CommonGround stand out immediately as an agency that embraces diversity. You can’t knock them, it really is an agency filled with mélange of different people. It was nice to see. And they look like they have their shit together.
Bee-Line, different story. It’s another mom and pop shop, with mommy running the show. And it’s based in the suburbs of Chicago, in a house that they’ve turned into a working agency. When the queen bee said they are a “full service global strategic marketing communications company” I knew this was a sign of things to come. Big, lofty boasting, but it’s all empty puffery. I mean…global? The site shows US, UK, and ASIA under the logo. The implication…they have offices in the US, the UK, and Asia. Do they? Nope. Just the one little house in suburban Chicago.

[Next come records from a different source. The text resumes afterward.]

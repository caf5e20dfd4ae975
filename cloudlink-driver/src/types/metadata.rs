use serde::{Deserialize, Serialize};

/// Which contract a driver implements.
#[derive(Debug, Clone, Copy, PartialEq, Eq, Hash, Serialize, Deserialize)]
#[serde(rename_all = "lowercase")]
pub enum DriverKind {
    Compute,
    LoadBalancer,
    Dns,
}

impl std::fmt::Display for DriverKind {
    fn fmt(&self, f: &mut std::fmt::Formatter<'_>) -> std::fmt::Result {
        match self {
            Self::Compute => write!(f, "compute"),
            Self::LoadBalancer => write!(f, "load balancer"),
            Self::Dns => write!(f, "dns"),
        }
    }
}

/// Authentication scheme a driver expects.
#[derive(Debug, Clone, Copy, PartialEq, Eq, Serialize, Deserialize)]
#[serde(rename_all = "camelCase")]
pub enum AuthScheme {
    /// A single bearer/API token.
    ApiToken,
    /// An access key id plus a signing secret.
    AccessKey,
    /// Username/password exchanged for a session token.
    Password,
}

/// The input type of a credential field (affects UI rendering).
#[derive(Debug, Clone, Serialize, Deserialize, PartialEq, Eq)]
#[serde(rename_all = "lowercase")]
pub enum FieldType {
    /// Plain text input.
    Text,
    /// Masked/password input.
    Password,
}

/// Definition of a single credential field required by a driver.
#[derive(Debug, Clone, Serialize, Deserialize)]
#[serde(rename_all = "camelCase")]
pub struct CredentialField {
    /// Machine-readable key, as used by [`Credentials::from_map`](crate::Credentials::from_map).
    pub key: String,
    /// Human-readable label.
    pub label: String,
    #[serde(rename = "type")]
    pub field_type: FieldType,
    /// Whether the field may be omitted.
    #[serde(default)]
    pub optional: bool,
    #[serde(skip_serializing_if = "Option::is_none")]
    pub help_text: Option<String>,
}

impl CredentialField {
    pub(crate) fn text(key: &str, label: &str) -> Self {
        Self {
            key: key.to_string(),
            label: label.to_string(),
            field_type: FieldType::Text,
            optional: false,
            help_text: None,
        }
    }

    pub(crate) fn secret(key: &str, label: &str) -> Self {
        Self {
            field_type: FieldType::Password,
            ..Self::text(key, label)
        }
    }

    #[must_use]
    pub(crate) fn optional(mut self) -> Self {
        self.optional = true;
        self
    }

    #[must_use]
    pub(crate) fn help(mut self, text: &str) -> Self {
        self.help_text = Some(text.to_string());
        self
    }
}

/// Static description of a registered driver.
///
/// Obtain via `ComputeDriver::metadata()` (type level), a
/// [`DriverFactory`](crate::DriverFactory), or
/// [`all_driver_metadata()`](crate::all_driver_metadata).
#[derive(Debug, Clone, Serialize, Deserialize)]
#[serde(rename_all = "camelCase")]
pub struct DriverMetadata {
    /// Registry key (lowercase).
    pub id: String,
    /// Human-readable provider name.
    pub name: String,
    pub kind: DriverKind,
    pub auth: AuthScheme,
    /// Credential fields for UI or config validation.
    pub required_fields: Vec<CredentialField>,
    /// Provider website.
    #[serde(skip_serializing_if = "Option::is_none")]
    pub website: Option<String>,
}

So, the client is another famous brand — Little Caesar’s pizza. I’ve eaten it. It’s kinda crap. Worth about $5, but not much more. It turns out that this bland pizza comes from really good quality ingredients, including awesome, freshly picked tomatoes that are never frozen, and high quality cheese. Not pizza cheese.
They want what most clients seem to want these days. Something that will go viral. A 30-second web spot, and social ideas to back it up. They also say “we’ll be working with you guys tomorrow” which probably means a tissue session. They could not expect ideas in that short a timeframe. Unless they’re complete cocks.

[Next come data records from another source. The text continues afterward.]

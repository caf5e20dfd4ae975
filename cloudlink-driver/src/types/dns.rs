use serde::{Deserialize, Serialize};

use super::Extra;

/// Whether the provider is authoritative for the zone.
#[derive(Debug, Clone, Copy, PartialEq, Eq, Serialize, Deserialize)]
#[serde(rename_all = "lowercase")]
pub enum ZoneType {
    Master,
    Slave,
}

/// A DNS zone.
#[derive(Debug, Clone, Serialize, Deserialize)]
#[serde(rename_all = "camelCase")]
pub struct Zone {
    pub id: String,
    /// Zone apex, without trailing dot (e.g. `"example.com"`).
    pub domain: String,
    pub zone_type: ZoneType,
    /// Default TTL, when the provider exposes one.
    #[serde(skip_serializing_if = "Option::is_none")]
    pub ttl: Option<u32>,
    pub provider: String,
    pub extra: Extra,
}

/// DNS record type.
///
/// Serialized as uppercase strings (`"A"`, `"AAAA"`, `"CNAME"`, ...).
#[derive(Debug, Clone, Copy, PartialEq, Eq, Hash, Serialize, Deserialize)]
#[serde(rename_all = "UPPERCASE")]
pub enum RecordType {
    A,
    Aaaa,
    Cname,
    Mx,
    Txt,
    Ns,
    Srv,
    Caa,
    Ptr,
    Spf,
}

impl RecordType {
    pub fn as_str(self) -> &'static str {
        match self {
            Self::A => "A",
            Self::Aaaa => "AAAA",
            Self::Cname => "CNAME",
            Self::Mx => "MX",
            Self::Txt => "TXT",
            Self::Ns => "NS",
            Self::Srv => "SRV",
            Self::Caa => "CAA",
            Self::Ptr => "PTR",
            Self::Spf => "SPF",
        }
    }
}

impl std::fmt::Display for RecordType {
    fn fmt(&self, f: &mut std::fmt::Formatter<'_>) -> std::fmt::Result {
        f.write_str(self.as_str())
    }
}

impl std::str::FromStr for RecordType {
    type Err = String;

    fn from_str(s: &str) -> Result<Self, Self::Err> {
        match s.to_ascii_uppercase().as_str() {
            "A" => Ok(Self::A),
            "AAAA" => Ok(Self::Aaaa),
            "CNAME" => Ok(Self::Cname),
            "MX" => Ok(Self::Mx),
            "TXT" => Ok(Self::Txt),
            "NS" => Ok(Self::Ns),
            "SRV" => Ok(Self::Srv),
            "CAA" => Ok(Self::Caa),
            "PTR" => Ok(Self::Ptr),
            "SPF" => Ok(Self::Spf),
            other => Err(other.to_string()),
        }
    }
}

/// A DNS record.
///
/// `data` holds the record value in presentation form (`"1.2.3.4"`,
/// `"mail.example.com"`, `"0 issue \"letsencrypt.org\""`). Structured
/// components such as MX/SRV priority are also copied into `extra`.
#[derive(Debug, Clone, Serialize, Deserialize)]
#[serde(rename_all = "camelCase")]
pub struct Record {
    pub id: String,
    /// Relative name (`"www"`), or `"@"` for the apex.
    pub name: String,
    pub record_type: RecordType,
    pub data: String,
    pub zone_id: String,
    #[serde(skip_serializing_if = "Option::is_none")]
    pub ttl: Option<u32>,
    pub provider: String,
    pub extra: Extra,
}

/// Parameters for [`DnsDriver::create_zone`](crate::DnsDriver::create_zone).
#[derive(Debug, Clone, Serialize, Deserialize)]
#[serde(rename_all = "camelCase")]
pub struct CreateZoneRequest {
    pub domain: String,
    pub zone_type: ZoneType,
    #[serde(skip_serializing_if = "Option::is_none")]
    pub ttl: Option<u32>,
    #[serde(default)]
    pub ex: Extra,
}

/// Parameters for [`DnsDriver::create_record`](crate::DnsDriver::create_record).
#[derive(Debug, Clone, Serialize, Deserialize)]
#[serde(rename_all = "camelCase")]
pub struct CreateRecordRequest {
    pub zone_id: String,
    /// Relative name, `"@"` for the apex.
    pub name: String,
    pub record_type: RecordType,
    pub data: String,
    #[serde(skip_serializing_if = "Option::is_none")]
    pub ttl: Option<u32>,
    /// Provider-specific options such as `priority` or `proxied`.
    #[serde(default)]
    pub ex: Extra,
}

/// Parameters for [`DnsDriver::update_record`](crate::DnsDriver::update_record).
#[derive(Debug, Clone, Serialize, Deserialize)]
#[serde(rename_all = "camelCase")]
pub struct UpdateRecordRequest {
    pub zone_id: String,
    pub name: String,
    pub record_type: RecordType,
    pub data: String,
    #[serde(skip_serializing_if = "Option::is_none")]
    pub ttl: Option<u32>,
    #[serde(default)]
    pub ex: Extra,
}

/// Outcome of a batch operation: the successful results plus per-item failures.
#[derive(Debug, Clone, Serialize, Deserialize)]
#[serde(rename_all = "camelCase")]
pub struct BatchResult<T> {
    pub succeeded: Vec<T>,
    pub failures: Vec<BatchFailure>,
}

impl<T> BatchResult<T> {
    pub fn success_count(&self) -> usize {
        self.succeeded.len()
    }

    pub fn failed_count(&self) -> usize {
        self.failures.len()
    }
}

/// A single failed item of a batch.
#[derive(Debug, Clone, Serialize, Deserialize)]
#[serde(rename_all = "camelCase")]
pub struct BatchFailure {
    /// Index of the item in the input slice.
    pub index: usize,
    /// Name or id of the item, for display.
    pub item: String,
    pub reason: String,
}

#[cfg(test)]
mod tests {
    use super::*;

    #[test]
    fn record_type_serializes_uppercase() {
        assert_eq!(serde_json::to_string(&RecordType::Aaaa).unwrap(), "\"AAAA\"");
        let back: RecordType = serde_json::from_str("\"CNAME\"").unwrap();
        assert_eq!(back, RecordType::Cname);
    }

    #[test]
    fn record_type_from_str_is_case_insensitive() {
        assert_eq!("mx".parse::<RecordType>(), Ok(RecordType::Mx));
        assert_eq!("Srv".parse::<RecordType>(), Ok(RecordType::Srv));
        assert_eq!("LOC".parse::<RecordType>(), Err("LOC".to_string()));
    }

    #[test]
    fn batch_counts() {
        let r: BatchResult<u32> = BatchResult {
            succeeded: vec![1, 2],
            failures: vec![BatchFailure {
                index: 2,
                item: "www".into(),
                reason: "boom".into(),
            }],
        };
        assert_eq!(r.success_count(), 2);
        assert_eq!(r.failed_count(), 1);
    }
}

After the client visit, where everyone had to look excited about eating shitloads of Little Caesar’s pizza, the real work begins.
The expected clichés come pouring out. It’s all about strategy first. Let’s do killer creative. You can’t put a price on quality. Bee-Line comes up with the “Pizza Revolution.” Could have legs, but seems like it’s been done before. Oh, yeah, it has…for another pizza place. Panic mode. They switch gears and the new line is #PQuality. It sounds like equality. The P stands for pizza. It means “fresh for all.” I’ve seen worse ideas, but not many.
CommonGround create an employee who loves the pizza ingredients so much, he starts spamming everyone on Facebook and Twitter. He’s that douchebag everyone hates. Great idea.
At the pitch, CommonGround goes first. They introduce their dickhead employee, Chuck Parry, who won’t shut the fuck up about cheese. They show the 250 tweets and Facebook posts in two days. Then, they bring out the ace up their sleeve. A customer service rep issuing an apology that they are not apologizing for Chuck. See, edgy. Honestly, I think people will be so turned off by this dick that when this finally does come out, they’ll have already blocked Little Caesar’s. Who wants 100 tweets a day from an ass clown? This is like Joy from Progressive on crack. And we all hate her.
Bee-Line goes next. They bring out #PQuality and it’s some of the most poorly designed and art directed shit I have ever seen. Really awful, student-type work. It’s cheesy. Oh, hey, hang on…cheesy. Cheesy pizza. #PQuality…#Piece o shit. It all fits.
They also consider themselves experts in consumer engagement, and bring out the street team — a guy on a Segway handing out free pizza. Where he stores all this piping hot pizza is anyone’s guess. He’s wearing a Little Caesar toga tee —the only thing in their whole presentation I could see catching on, if they gave them out free with every pizza.
Overall, it was embarrassing. Again. The client does thier best to talk nicely about both, before offering the account to the only agency that made sense –— CommonGround. I mean, they had to. But once more, it was the lesser of two evils. Maybe CommonGround will come up with something better once they really start to work on it.
One thing’s for sure. They’ll be doing it on stomachs full of cheap, cold pizza from Little Caesar’s. Poor bastards.